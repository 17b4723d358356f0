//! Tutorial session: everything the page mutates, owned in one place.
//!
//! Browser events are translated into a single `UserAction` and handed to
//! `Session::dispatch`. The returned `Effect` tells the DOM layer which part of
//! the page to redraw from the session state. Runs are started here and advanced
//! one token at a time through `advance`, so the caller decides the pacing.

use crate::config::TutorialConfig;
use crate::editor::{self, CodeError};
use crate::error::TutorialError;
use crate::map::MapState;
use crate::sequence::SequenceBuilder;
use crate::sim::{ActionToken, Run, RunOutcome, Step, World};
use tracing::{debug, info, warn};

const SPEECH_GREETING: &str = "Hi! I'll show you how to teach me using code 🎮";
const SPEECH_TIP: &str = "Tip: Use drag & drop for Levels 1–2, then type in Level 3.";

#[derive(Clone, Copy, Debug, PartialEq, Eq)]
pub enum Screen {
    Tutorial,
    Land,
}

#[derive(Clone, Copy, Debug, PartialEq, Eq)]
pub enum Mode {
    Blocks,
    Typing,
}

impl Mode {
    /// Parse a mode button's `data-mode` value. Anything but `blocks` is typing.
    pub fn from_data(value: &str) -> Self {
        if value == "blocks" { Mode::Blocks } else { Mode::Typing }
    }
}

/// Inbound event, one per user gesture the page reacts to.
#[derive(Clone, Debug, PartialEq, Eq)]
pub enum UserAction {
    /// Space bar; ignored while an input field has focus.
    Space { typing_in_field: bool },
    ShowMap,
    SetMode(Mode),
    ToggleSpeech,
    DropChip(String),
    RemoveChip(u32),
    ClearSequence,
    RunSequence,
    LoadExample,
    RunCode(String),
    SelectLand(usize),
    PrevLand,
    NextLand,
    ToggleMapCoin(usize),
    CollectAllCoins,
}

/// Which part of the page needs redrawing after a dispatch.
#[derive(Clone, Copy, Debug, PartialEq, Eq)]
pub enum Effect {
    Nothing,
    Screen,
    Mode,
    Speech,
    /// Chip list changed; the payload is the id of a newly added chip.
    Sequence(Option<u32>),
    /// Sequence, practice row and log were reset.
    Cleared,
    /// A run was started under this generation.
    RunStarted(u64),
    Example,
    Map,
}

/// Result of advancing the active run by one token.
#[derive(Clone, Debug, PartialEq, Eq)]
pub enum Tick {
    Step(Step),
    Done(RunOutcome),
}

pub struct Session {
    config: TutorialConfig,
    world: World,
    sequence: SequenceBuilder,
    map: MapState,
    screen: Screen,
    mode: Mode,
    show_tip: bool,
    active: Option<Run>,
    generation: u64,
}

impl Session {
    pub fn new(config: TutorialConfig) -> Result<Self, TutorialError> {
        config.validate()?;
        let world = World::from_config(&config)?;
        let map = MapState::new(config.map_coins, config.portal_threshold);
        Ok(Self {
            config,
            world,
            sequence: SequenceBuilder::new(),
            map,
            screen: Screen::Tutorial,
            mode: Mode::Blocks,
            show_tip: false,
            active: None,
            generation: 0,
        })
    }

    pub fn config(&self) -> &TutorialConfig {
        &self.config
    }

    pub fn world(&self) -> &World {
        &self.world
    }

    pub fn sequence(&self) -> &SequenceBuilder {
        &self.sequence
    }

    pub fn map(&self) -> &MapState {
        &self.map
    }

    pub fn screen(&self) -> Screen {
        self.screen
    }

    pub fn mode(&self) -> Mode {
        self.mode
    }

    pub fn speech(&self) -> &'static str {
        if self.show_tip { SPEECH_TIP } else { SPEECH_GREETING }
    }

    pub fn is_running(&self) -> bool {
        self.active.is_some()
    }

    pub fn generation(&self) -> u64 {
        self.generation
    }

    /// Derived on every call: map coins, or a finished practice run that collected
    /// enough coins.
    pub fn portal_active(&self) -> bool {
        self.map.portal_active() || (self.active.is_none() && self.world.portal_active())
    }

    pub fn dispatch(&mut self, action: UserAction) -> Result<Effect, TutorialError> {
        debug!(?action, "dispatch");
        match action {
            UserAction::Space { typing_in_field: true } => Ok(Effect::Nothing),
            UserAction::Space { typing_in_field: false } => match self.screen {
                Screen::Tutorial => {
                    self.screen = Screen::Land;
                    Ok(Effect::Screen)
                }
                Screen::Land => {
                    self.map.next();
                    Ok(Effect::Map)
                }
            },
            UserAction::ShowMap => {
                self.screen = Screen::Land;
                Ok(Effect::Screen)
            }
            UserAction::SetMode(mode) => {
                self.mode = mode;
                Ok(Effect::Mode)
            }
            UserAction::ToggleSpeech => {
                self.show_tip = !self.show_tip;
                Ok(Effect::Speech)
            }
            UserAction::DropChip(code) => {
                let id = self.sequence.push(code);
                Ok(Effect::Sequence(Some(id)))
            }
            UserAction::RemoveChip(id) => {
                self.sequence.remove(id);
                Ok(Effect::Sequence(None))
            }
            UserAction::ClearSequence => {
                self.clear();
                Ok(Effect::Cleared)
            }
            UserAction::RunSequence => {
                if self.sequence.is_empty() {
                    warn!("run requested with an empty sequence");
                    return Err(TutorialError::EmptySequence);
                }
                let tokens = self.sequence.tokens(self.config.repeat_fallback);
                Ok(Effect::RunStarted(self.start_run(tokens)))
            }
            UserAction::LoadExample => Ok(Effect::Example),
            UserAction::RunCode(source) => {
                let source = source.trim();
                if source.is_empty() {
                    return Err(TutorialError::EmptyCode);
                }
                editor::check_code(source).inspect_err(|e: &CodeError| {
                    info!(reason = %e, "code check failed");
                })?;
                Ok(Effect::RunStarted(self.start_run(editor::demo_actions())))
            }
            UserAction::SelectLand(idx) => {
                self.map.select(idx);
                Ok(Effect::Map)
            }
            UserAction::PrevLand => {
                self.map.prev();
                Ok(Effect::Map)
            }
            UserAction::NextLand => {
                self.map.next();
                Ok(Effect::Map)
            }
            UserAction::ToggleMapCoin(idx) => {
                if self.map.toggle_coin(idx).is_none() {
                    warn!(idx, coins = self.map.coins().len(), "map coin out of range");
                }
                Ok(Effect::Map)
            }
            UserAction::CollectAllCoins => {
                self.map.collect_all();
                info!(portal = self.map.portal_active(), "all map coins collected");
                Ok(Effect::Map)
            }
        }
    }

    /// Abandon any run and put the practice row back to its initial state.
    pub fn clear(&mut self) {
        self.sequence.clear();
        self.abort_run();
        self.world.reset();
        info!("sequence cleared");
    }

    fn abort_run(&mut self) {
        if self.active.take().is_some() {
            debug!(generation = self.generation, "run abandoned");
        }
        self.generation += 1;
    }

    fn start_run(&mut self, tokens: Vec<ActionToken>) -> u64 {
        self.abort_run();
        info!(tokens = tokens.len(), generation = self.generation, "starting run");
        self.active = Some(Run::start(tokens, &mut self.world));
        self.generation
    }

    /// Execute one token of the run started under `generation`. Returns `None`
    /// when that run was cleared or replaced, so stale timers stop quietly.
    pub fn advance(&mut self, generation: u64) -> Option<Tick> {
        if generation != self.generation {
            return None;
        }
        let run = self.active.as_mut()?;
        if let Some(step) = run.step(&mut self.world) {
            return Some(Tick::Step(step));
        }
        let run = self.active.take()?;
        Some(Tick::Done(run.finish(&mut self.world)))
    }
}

# THE PROBLEM
Every record must appear in the answer exactly as written.

# RESPONSE TO THIS EXERCISE
repository 17b4723d358356f0
//! Tutorial session: everything the page mutates, owned in one place.
//!
//! Browser events are translated into a single `UserAction` and handed to
//! `Session::dispatch`. The returned `Effect` tells the DOM layer which part of
//! the page to redraw from the session state. Runs are started here and advanced
//! one token at a time through `advance`, so the caller decides the pacing.

use crate::config::TutorialConfig;
use crate::editor::{self, CodeError};
use crate::error::TutorialError;
use crate::map::MapState;
use crate::sequence::SequenceBuilder;
use crate::sim::{ActionToken, Run, RunOutcome, Step, World};
use tracing::{debug, info, warn};

const SPEECH_GREETING: &str = "Hi! I'll show you how to teach me using code 🎮";
const SPEECH_TIP: &str = "Tip: Use drag & drop for Levels 1–2, then type in Level 3.";

#[derive(Clone, Copy, Debug, PartialEq, Eq)]
pub enum Screen {
    Tutorial,
    Land,
}

#[derive(Clone, Copy, Debug, PartialEq, Eq)]
pub enum Mode {
    Blocks,
    Typing,
}

impl Mode {
    /// Parse a mode button's `data-mode` value. Anything but `blocks` is typing.
    pub fn from_data(value: &str) -> Self {
        if value == "blocks" { Mode::Blocks } else { Mode::Typing }
    }
}

/// Inbound event, one per user gesture the page reacts to.
#[derive(Clone, Debug, PartialEq, Eq)]
pub enum UserAction {
    /// Space bar; ignored while an input field has focus.
    Space { typing_in_field: bool },
    ShowMap,
    SetMode(Mode),
    ToggleSpeech,
    DropChip(String),
    RemoveChip(u32),
    ClearSequence,
    RunSequence,
    LoadExample,
    RunCode(String),
    SelectLand(usize),
    PrevLand,
    NextLand,
    ToggleMapCoin(usize),
    CollectAllCoins,
}

/// Which part of the page needs redrawing after a dispatch.
#[derive(Clone, Copy, Debug, PartialEq, Eq)]
pub enum Effect {
    Nothing,
    Screen,
    Mode,
    Speech,
    /// Chip list changed; the payload is the id of a newly added chip.
    Sequence(Option<u32>),
    /// Sequence, practice row and log were reset.
    Cleared,
    /// A run was started under this generation.
    RunStarted(u64),
    Example,
    Map,
}

/// Result of advancing the active run by one token.
#[derive(Clone, Debug, PartialEq, Eq)]
pub enum Tick {
    Step(Step),
    Done(RunOutcome),
}

pub struct Session {
    config: TutorialConfig,
    world: World,
    sequence: SequenceBuilder,
    map: MapState,
    screen: Screen,
    mode: Mode,
    show_tip: bool,
    active: Option<Run>,
    generation: u64,
}

impl Session {
    pub fn new(config: TutorialConfig) -> Result<Self, TutorialError> {
        config.validate()?;
        let world = World::from_config(&config)?;
        let map = MapState::new(config.map_coins, config.portal_threshold);
        Ok(Self {
            config,
            world,
            sequence: SequenceBuilder::new(),
            map,
            screen: Screen::Tutorial,
            mode: Mode::Blocks,
            show_tip: false,
            active: None,
            generation: 0,
        })
    }

    pub fn config(&self) -> &TutorialConfig {
        &self.config
    }

    pub fn world(&self) -> &World {
        &self.world
    }

    pub fn sequence(&self) -> &SequenceBuilder {
        &self.sequence
    }

    pub fn map(&self) -> &MapState {
        &self.map
    }

    pub fn screen(&self) -> Screen {
        self.screen
    }

    pub fn mode(&self) -> Mode {
        self.mode
    }

    pub fn speech(&self) -> &'static str {
        if self.show_tip { SPEECH_TIP } else { SPEECH_GREETING }
    }

    pub fn is_running(&self) -> bool {
        self.active.is_some()
    }

    pub fn generation(&self) -> u64 {
        self.generation
    }

    /// Derived on every call: map coins, or a finished practice run that collected
    /// enough coins.
    pub fn portal_active(&self) -> bool {
        self.map.portal_active() || (self.active.is_none() && self.world.portal_active())
    }

    pub fn dispatch(&mut self, action: UserAction) -> Result<Effect, TutorialError> {
        debug!(?action, "dispatch");
        match action {
            UserAction::Space { typing_in_field: true } => Ok(Effect::Nothing),
            UserAction::Space { typing_in_field: false } => match self.screen {
                Screen::Tutorial => {
                    self.screen = Screen::Land;
                    Ok(Effect::Screen)
                }
                Screen::Land => {
                    self.map.next();
                    Ok(Effect::Map)
                }
            },
            UserAction::ShowMap => {
                self.screen = Screen::Land;
                Ok(Effect::Screen)
            }
            UserAction::SetMode(mode) => {
                self.mode = mode;
                Ok(Effect::Mode)
            }
            UserAction::ToggleSpeech => {
                self.show_tip = !self.show_tip;
                Ok(Effect::Speech)
            }
            UserAction::DropChip(code) => {
                let id = self.sequence.push(code);
                Ok(Effect::Sequence(Some(id)))
            }
            UserAction::RemoveChip(id) => {
                self.sequence.remove(id);
                Ok(Effect::Sequence(None))
            }
            UserAction::ClearSequence => {
                self.clear();
                Ok(Effect::Cleared)
            }
            UserAction::RunSequence => {
                if self.sequence.is_empty() {
                    warn!("run requested with an empty sequence");
                    return Err(TutorialError::EmptySequence);
                }
                let tokens = self.sequence.tokens(self.config.repeat_fallback);
                Ok(Effect::RunStarted(self.start_run(tokens)))
            }
            UserAction::LoadExample => Ok(Effect::Example),
            UserAction::RunCode(source) => {
                let source = source.trim();
                if source.is_empty() {
                    return Err(TutorialError::EmptyCode);
                }
                editor::check_code(source).inspect_err(|e: &CodeError| {
                    info!(reason = %e, "code check failed");
                })?;
                Ok(Effect::RunStarted(self.start_run(editor::demo_actions())))
            }
            UserAction::SelectLand(idx) => {
                self.map.select(idx);
                Ok(Effect::Map)
            }
            UserAction::PrevLand => {
                self.map.prev();
                Ok(Effect::Map)
            }
            UserAction::NextLand => {
                self.map.next();
                Ok(Effect::Map)
            }
            UserAction::ToggleMapCoin(idx) => {
                if self.map.toggle_coin(idx).is_none() {
                    warn!(idx, coins = self.map.coins().len(), "map coin out of range");
                }
                Ok(Effect::Map)
            }
            UserAction::CollectAllCoins => {
                self.map.collect_all();
                info!(portal = self.map.portal_active(), "all map coins collected");
                Ok(Effect::Map)
            }
        }
    }

    /// Abandon any run and put the practice row back to its initial state.
    pub fn clear(&mut self) {
        self.sequence.clear();
        self.abort_run();
        self.world.reset();
        info!("sequence cleared");
    }

    fn abort_run(&mut self) {
        if self.active.take().is_some() {
            debug!(generation = self.generation, "run abandoned");
        }
        self.generation += 1;
    }

    fn start_run(&mut self, tokens: Vec<ActionToken>) -> u64 {
        self.abort_run();
        info!(tokens = tokens.len(), generation = self.generation, "starting run");
        self.active = Some(Run::start(tokens, &mut self.world));
        self.generation
    }

    /// Execute one token of the run started under `generation`. Returns `None`
    /// when that run was cleared or replaced, so stale timers stop quietly.
    pub fn advance(&mut self, generation: u64) -> Option<Tick> {
        if generation != self.generation {
            return None;
        }
        let run = self.active.as_mut()?;
        if let Some(step) = run.step(&mut self.world) {
            return Some(Tick::Step(step));
        }
        let run = self.active.take()?;
        Some(Tick::Done(run.finish(&mut self.world)))
    }
}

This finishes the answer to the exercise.